## Exercise instructions
Search the data for the string "body" and copy each line in which it appears.

## Provided information
──────────
//! End-to-end checks of the offline caching policy against in-memory seams.

use std::cell::Cell;
use std::rc::Rc;

use async_trait::async_trait;
use offline_cache::{CacheKey, CacheResult, CacheStatus, CacheStorage, InMemoryCacheStorage};
use offline_core::{FetchRequest, FetchResponse, Method, WorkerConfig};
use offline_network::ScriptedNetwork;
use offline_worker::{
    FetchOutcome, MessageOutcome, OfflineWorker, PassthroughReason, RecordingHost, TaskQueue,
    WorkerEvent,
};
use serde_json::json;

const STATIC: &str = "subasta-argenta-v1.0.0";
const DYNAMIC: &str = "subasta-argenta-dynamic-v1";

/// Storage wrapper counting every call that reaches the cache.
#[derive(Default)]
struct CountingStorage {
    inner: InMemoryCacheStorage,
    reads: Cell<u32>,
    writes: Cell<u32>,
}

impl CountingStorage {
    fn read(&self) {
        self.reads.set(self.reads.get() + 1);
    }

    fn write(&self) {
        self.writes.set(self.writes.get() + 1);
    }
}

#[async_trait(?Send)]
impl CacheStorage for CountingStorage {
    async fn open(&self, namespace: &str) -> CacheResult<()> {
        self.write();
        self.inner.open(namespace).await
    }

    async fn has(&self, namespace: &str) -> CacheResult<bool> {
        self.read();
        self.inner.has(namespace).await
    }

    async fn put(

        &self,

        namespace: &str,

        key: &CacheKey,

        response: FetchResponse,

    ) -> CacheResult<()> {
        self.write();
        self.inner.put(namespace, key, response).await
    }

    async fn match_in(

        &self,

        namespace: &str,

        key: &CacheKey,

    ) -> CacheResult<Option<FetchResponse>> {
        self.read();
        self.inner.match_in(namespace, key).await
    }

    async fn match_any(&self, key: &CacheKey) -> CacheResult<Option<FetchResponse>> {
        self.read();
        self.inner.match_any(key).await
    }

    async fn delete_entry(&self, namespace: &str, key: &CacheKey) -> CacheResult<bool> {
        self.write();
        self.inner.delete_entry(namespace, key).await
    }

    async fn entries(&self, namespace: &str) -> CacheResult<Vec<CacheKey>> {
        self.read();
        self.inner.entries(namespace).await
    }

    async fn keys(&self) -> CacheResult<Vec<String>> {
        self.read();
        self.inner.keys().await
    }

    async fn delete(&self, namespace: &str) -> CacheResult<bool> {
        self.write();
        self.inner.delete(namespace).await
    }
}

/// Network serving every asset the config pre-caches.
fn network_for(config: &WorkerConfig) -> ScriptedNetwork {
    config.precache_urls().fold(ScriptedNetwork::new(), |network, url| {
        let body = if url == "/index.html" {
            "<html>subasta argenta</html>".to_string()
        } else {
            format!("asset {url}")
        };
        network.route(url, FetchResponse::ok_with(body))
    })
}

fn worker_over<S: CacheStorage + 'static>(
    storage: Rc<S>,
    network: ScriptedNetwork,
) -> (OfflineWorker<S, ScriptedNetwork, RecordingHost>, Rc<TaskQueue>) {
    let tasks = Rc::new(TaskQueue::new());
    let worker = OfflineWorker::new(
        WorkerConfig::default(),
        storage,
        network,
        RecordingHost::new(),
        tasks.clone(),
    );
    (worker, tasks)
}

/// Installed and activated worker; `extra` adds routes beyond the assets.
async fn installed_worker(
    extra: &[(&str, &str)],
) -> (
    OfflineWorker<InMemoryCacheStorage, ScriptedNetwork, RecordingHost>,
    Rc<InMemoryCacheStorage>,
    Rc<TaskQueue>,
) {
    let network = extra
        .iter()
        .fold(network_for(&WorkerConfig::default()), |network, (url, body)| {
            network.route(url, FetchResponse::ok_with(*body))
        });
    let storage = Rc::new(InMemoryCacheStorage::new());
    let (worker, tasks) = worker_over(Rc::clone(&storage), network);
    worker.dispatch(WorkerEvent::Install).await.unwrap();
    worker.dispatch(WorkerEvent::Activate).await.unwrap();
    (worker, storage, tasks)
}

#[tokio::test]
async fn test_install_precaches_every_asset() {
    let config = WorkerConfig::default();
    let storage = Rc::new(InMemoryCacheStorage::new());
    let (worker, _tasks) = worker_over(Rc::clone(&storage), network_for(&config));

    worker.install().await.unwrap();

    let urls: Vec<&str> = config.precache_urls().collect();
    assert_eq!(urls.len(), 11);
    for url in urls {
        let cached = storage.match_in(STATIC, &CacheKey::for_url(url)).await.unwrap();
        assert!(cached.is_some(), "{url} missing from {STATIC}");
    }
    assert_eq!(worker.host().skip_waiting_calls(), 1);
}

#[tokio::test]
async fn test_activation_leaves_only_current_namespaces() {
    let storage = Rc::new(InMemoryCacheStorage::new());
    for stale in ["subasta-argenta-v0.9.0", "subasta-argenta-dynamic-v0", "otra-app"] {
        storage.open(stale).await.unwrap();
    }
    storage.open(DYNAMIC).await.unwrap();
    let network = network_for(&WorkerConfig::default());
    let (worker, _tasks) = worker_over(Rc::clone(&storage), network);

    worker.install().await.unwrap();
    let report = worker.activate().await.unwrap();

    let remaining = storage.keys().await.unwrap();
    assert!(remaining
        .iter()
        .all(|name| name == STATIC || name == DYNAMIC));
    assert_eq!(report.deleted.len(), 3);
    assert_eq!(worker.host().claim_calls(), 1);
}

#[tokio::test]
async fn test_restarted_worker_activates_over_installed_storage() {
    let storage = Rc::new(InMemoryCacheStorage::new());
    storage.open("subasta-argenta-v0.9.0").await.unwrap();
    let config = WorkerConfig::default();
    let (installer, _tasks) = worker_over(Rc::clone(&storage), network_for(&config));
    installer.install().await.unwrap();

    // The host stopped the installing instance; a fresh one gets activate.
    drop(installer);
    let (worker, _tasks) = worker_over(Rc::clone(&storage), network_for(&config));
    worker.dispatch(WorkerEvent::Activate).await.unwrap();

    assert_eq!(storage.keys().await.unwrap(), vec![STATIC.to_string()]);
    assert_eq!(worker.host().claim_calls(), 1);
}

#[tokio::test]
async fn test_network_success_is_returned_then_cached() {
    let (worker, storage, tasks) = installed_worker(&[("/subastas/42", "lote 42")]).await;

    let outcome = worker.handle_fetch(FetchRequest::navigate("/subastas/42")).await;

    assert_eq!(
        outcome,
        FetchOutcome::Respond {
            response: FetchResponse::ok_with("lote 42"),
            status: CacheStatus::Network,
        }
    );

    tasks.run_pending().await;
    let cached = storage
        .match_in(DYNAMIC, &CacheKey::for_url("/subastas/42"))
        .await
        .unwrap();
    assert_eq!(cached, Some(FetchResponse::ok_with("lote 42")));
}

#[tokio::test]
async fn test_offline_returns_cached_entry_unchanged() {
    let (worker, storage, _tasks) = installed_worker(&[]).await;
    let stored = FetchResponse::ok_with("precio: 1500").with_header("content-type", "text/plain");
    storage
        .put(DYNAMIC, &CacheKey::for_url("/api-cache/lote/7"), stored.clone())
        .await
        .unwrap();
    worker.network().set_offline(true);

    let from_dynamic = worker.handle_fetch(FetchRequest::get("/api-cache/lote/7")).await;
    let from_static = worker
        .handle_fetch(FetchRequest::get("https://cdn.jsdelivr.net/npm/chart.js"))
        .await;

    assert_eq!(from_dynamic.into_response(), Some(stored));
    assert_eq!(
        from_static.into_response(),
        Some(FetchResponse::ok_with("asset https://cdn.jsdelivr.net/npm/chart.js"))
    );
}

#[tokio::test]
async fn test_offline_navigation_falls_back_to_shell() {
    let (worker, _storage, _tasks) = installed_worker(&[]).await;
    worker.network().set_offline(true);

    let outcome = worker.handle_fetch(FetchRequest::navigate("/perfil/ofertas")).await;

    assert_eq!(
        outcome,
        FetchOutcome::Respond {
            response: FetchResponse::ok_with("<html>subasta argenta</html>"),
            status: CacheStatus::Fallback,
        }
    );
}

#[tokio::test]
async fn test_non_get_never_touches_cache() {
    let storage = Rc::new(CountingStorage::default());
    let (worker, tasks) = worker_over(Rc::clone(&storage), ScriptedNetwork::new());

    for method in [Method::POST, Method::PUT, Method::DELETE] {
        let outcome = worker
            .handle_fetch(FetchRequest::new(method, "/api/pujas"))
            .await;
        assert_eq!(outcome, FetchOutcome::Passthrough(PassthroughReason::Method));
    }

    worker.network().set_offline(true);
    worker
        .handle_fetch(FetchRequest::new(Method::POST, "/api/pujas"))
        .await;

    assert_eq!(tasks.pending(), 0);
    assert_eq!(storage.reads.get(), 0);
    assert_eq!(storage.writes.get(), 0);
}

#[tokio::test]
async fn test_firestore_requests_are_not_controlled() {
    let storage = Rc::new(CountingStorage::default());
    let (worker, tasks) = worker_over(Rc::clone(&storage), ScriptedNetwork::new());
    let url = "https://firestore.googleapis.com/google.firestore.v1.Firestore/Listen/channel";

    let online = worker.handle_fetch(FetchRequest::get(url)).await;
    worker.network().set_offline(true);
    let offline = worker.handle_fetch(FetchRequest::get(url)).await;

    let excluded = FetchOutcome::Passthrough(PassthroughReason::Excluded);
    assert_eq!(online, excluded);
    assert_eq!(offline, excluded);
    assert!(worker.network().calls().is_empty());
    assert_eq!(tasks.pending(), 0);
    assert_eq!(storage.reads.get() + storage.writes.get(), 0);
}

#[tokio::test]
async fn test_clear_cache_empties_storage() {
    let (worker, storage, tasks) = installed_worker(&[("/lotes", "listado")]).await;
    worker.handle_fetch(FetchRequest::get("/lotes")).await;
    tasks.run_pending().await;
    assert!(storage.has(DYNAMIC).await.unwrap());

    let outcome = worker
        .dispatch(WorkerEvent::Message(json!({ "type": "CLEAR_CACHE" })))
        .await
        .unwrap();

    assert!(matches!(
        outcome,
        offline_worker::EventOutcome::Message(MessageOutcome::ClearedCache { .. })
    ));
    assert!(storage.keys().await.unwrap().is_empty());
}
──────────
## Task solution
        let body = if url == "/index.html" {
        network.route(url, FetchResponse::ok_with(body))
        .fold(network_for(&WorkerConfig::default()), |network, (url, body)| {
            network.route(url, FetchResponse::ok_with(*body))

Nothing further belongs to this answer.